Vous évoquez un changement de régime. Je ne me suis jamais soucié d'un changement de régime. Mais j'imagine qu'il y a eu un changement de régime, car les membres du premier groupe sont tous morts, de même pour le deuxième groupe, et une partie du troisième groupe a également disparu. Et à mon avis, nous avons affaire à des personnes très rationnelles. C’était agréable de travailler avec elles. C'étaient des gens forts et intelligents, bien plus que ceux des premier et deuxième groupes. Ils ne sont pas radicalisés et ils cherchent à aider leur pays.
Stephen Flurry:
Et voilà, d’un seul coup, le premier État soutenant le terrorisme est désormais considéré comme rationnel. Ce sont des gens sympathiques avec qui il est facile de travailler, ils ne sont pas du tout radicalisés. Est-ce vrai ? Quels sont les preuves dont nous disposons qui permettent de penser que cela est vrai ? Est-ce vrai, ou s'agit-il d'une énième bévue en matière de politique étrangère, à l'instar de l'accord sur le nucléaire conclu par Barack Obama avec l'Iran en 2016 ?
Bonjour à tous, et bienvenue sur la Clef de David. Il y a beaucoup de sujets à aborder dans l’émission d’aujourd'hui.

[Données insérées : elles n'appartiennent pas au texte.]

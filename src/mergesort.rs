//! External merge-sort over length-prefixed record files: run generation
//! in bounded memory, then a k-way heap merge.

use std::cmp::{Ordering, Reverse};
use std::collections::BinaryHeap;
use std::fs;
use std::io::{BufReader, Read};
use std::path::{Path, PathBuf};

use log::debug;

use crate::error::Result;
use crate::formats::writelog::{RecordReader, RecordWriter};
use crate::mapreducer::{MapKey, MapValue};

fn read_pair<K: MapKey, V: MapValue, R: Read>(
    reader: &mut RecordReader<R>,
) -> Result<Option<(K, V)>> {
    match reader.read_record()? {
        None => Ok(None),
        Some(buf) => Ok(Some(bincode::deserialize(&buf)?)),
    }
}

fn write_pair<K: MapKey, V: MapValue, W: std::io::Write>(
    writer: &mut RecordWriter<W>,
    key: &K,
    value: &V,
) -> Result<()> {
    writer.write_record(&bincode::serialize(&(key, value))?)?;
    Ok(())
}

/// Sorts `input` into run files of at most `run_size` records each,
/// written under `dir` and named with `tag`. Within a run, records are
/// stable-sorted by key, adjacent equal keys are grouped and handed to
/// `rewrite_group` (the combiner hook) before being written back out.
/// Returns the run paths in input-read order.
pub fn generate_runs<K, V, F>(
    input: &Path,
    dir: &Path,
    tag: usize,
    run_size: usize,
    mut rewrite_group: F,
) -> Result<Vec<PathBuf>>
where
    K: MapKey,
    V: MapValue,
    F: FnMut(&K, &mut Vec<V>),
{
    let run_size = run_size.max(1);
    let mut reader = RecordReader::open(input)?;
    let mut runs = Vec::new();
    loop {
        let mut records: Vec<(K, V)> = Vec::new();
        while records.len() < run_size {
            match read_pair(&mut reader)? {
                None => break,
                Some(pair) => records.push(pair),
            }
        }
        if records.is_empty() {
            break;
        }
        let exhausted = records.len() < run_size;
        records.sort_by(|a, b| a.0.cmp(&b.0));

        let path = dir.join(format!("part{}-run{}.wlg", tag, runs.len()));
        let mut writer = RecordWriter::create(&path)?;
        let mut current: Option<(K, Vec<V>)> = None;
        for (key, value) in records {
            match &mut current {
                Some((k, values)) if *k == key => values.push(value),
                _ => {
                    if let Some((k, mut values)) = current.take() {
                        rewrite_group(&k, &mut values);
                        for v in &values {
                            write_pair(&mut writer, &k, v)?;
                        }
                    }
                    current = Some((key, vec![value]));
                }
            }
        }
        if let Some((k, mut values)) = current.take() {
            rewrite_group(&k, &mut values);
            for v in &values {
                write_pair(&mut writer, &k, v)?;
            }
        }
        writer.flush()?;
        runs.push(path);

        if exhausted {
            break;
        }
    }
    debug!("generated {} runs from {}", runs.len(), input.display());
    Ok(runs)
}

/// An entry of the merge heap; ordered by (key, run index) only, so equal
/// keys drain in run-generation order and the merge stays stable.
struct HeapEntry<K, V> {
    key: K,
    value: V,
    run: usize,
}

impl<K: Ord, V> PartialEq for HeapEntry<K, V> {
    fn eq(&self, other: &Self) -> bool {
        self.key == other.key && self.run == other.run
    }
}

impl<K: Ord, V> Eq for HeapEntry<K, V> {}

impl<K: Ord, V> PartialOrd for HeapEntry<K, V> {
    fn partial_cmp(&self, other: &Self) -> Option<Ordering> {
        Some(self.cmp(other))
    }
}

impl<K: Ord, V> Ord for HeapEntry<K, V> {
    fn cmp(&self, other: &Self) -> Ordering {
        self.key
            .cmp(&other.key)
            .then_with(|| self.run.cmp(&other.run))
    }
}

/// K-way merges sorted run files into `output`. Run files are deleted on
/// success. Returns the number of records written.
pub fn merge_runs<K, V>(runs: &[PathBuf], output: &Path) -> Result<u64>
where
    K: MapKey,
    V: MapValue,
{
    debug!("merging {} runs into {}", runs.len(), output.display());
    let mut readers: Vec<RecordReader<BufReader<fs::File>>> = Vec::with_capacity(runs.len());
    for run in runs {
        readers.push(RecordReader::open(run)?);
    }

    let mut heap: BinaryHeap<Reverse<HeapEntry<K, V>>> = BinaryHeap::with_capacity(readers.len());
    for (run, reader) in readers.iter_mut().enumerate() {
        if let Some((key, value)) = read_pair(reader)? {
            heap.push(Reverse(HeapEntry { key, value, run }));
        }
    }

    let mut writer = RecordWriter::create(output)?;
    while let Some(Reverse(entry)) = heap.pop() {
        write_pair(&mut writer, &entry.key, &entry.value)?;
        if let Some((key, value)) = read_pair(&mut readers[entry.run])? {
            heap.push(Reverse(HeapEntry {
                key,
                value,
                run: entry.run,
            }));
        }
    }
    writer.flush()?;
    let written = writer.records_written();
    drop(readers);
    for run in runs {
        fs::remove_file(run)?;
    }
    Ok(written)
}
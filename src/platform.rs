//! Small platform probes: file sizes, scratch directories, core counts.

use std::fs;
use std::io;
use std::path::Path;

use tempfile::TempDir;

/// Size of a regular file in bytes.
pub fn file_size(path: &Path) -> io::Result<u64> {
    Ok(fs::metadata(path)?.len())
}

/// A fresh scratch directory under the platform temp dir. Deleted when the
/// returned handle is dropped.
pub fn scratch_dir() -> io::Result<TempDir> {
    tempfile::Builder::new().prefix("hostmr-").tempdir()
}

/// Number of logical CPU cores, at least 1.
pub fn hardware_concurrency() -> usize {
    num_cpus::get().max(1)
}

Ceux d’entre vous qui lisez régulièrement la Trompette se souviendront que lorsque le Plan d’action global conjoint a été rendu public en 2016, mon père l’avait qualifié de « pire erreur en matière de politique étrangère de l’histoire des États-Unis ». Et aujourd’hui, bon nombre d’analystes, y compris les conservateurs, affirment que l’accord conclu par le président Trump, et plus récemment le protocole d’accord, n’est qu’un nouveau PAGC. Il présente cela comme s'il s'agissait d'une avancée majeure, y compris en matière de changement de régime. Pour autant que je sache, ce sont toujours des islamistes radicaux. Mais ces dernières semaines, le président Trump et ses négociateurs ont tout mis en œuvre pour parvenir à un accord. Alors on ne cesse de dire qu’il s’agit d’un changement de régime. Tous les méchants seraient morts, et ceux qui restent seraient raisonnables, ils veulent la paix et non une arme nucléaire, ils sont intelligents, ils ne sont pas du tout radicalisés.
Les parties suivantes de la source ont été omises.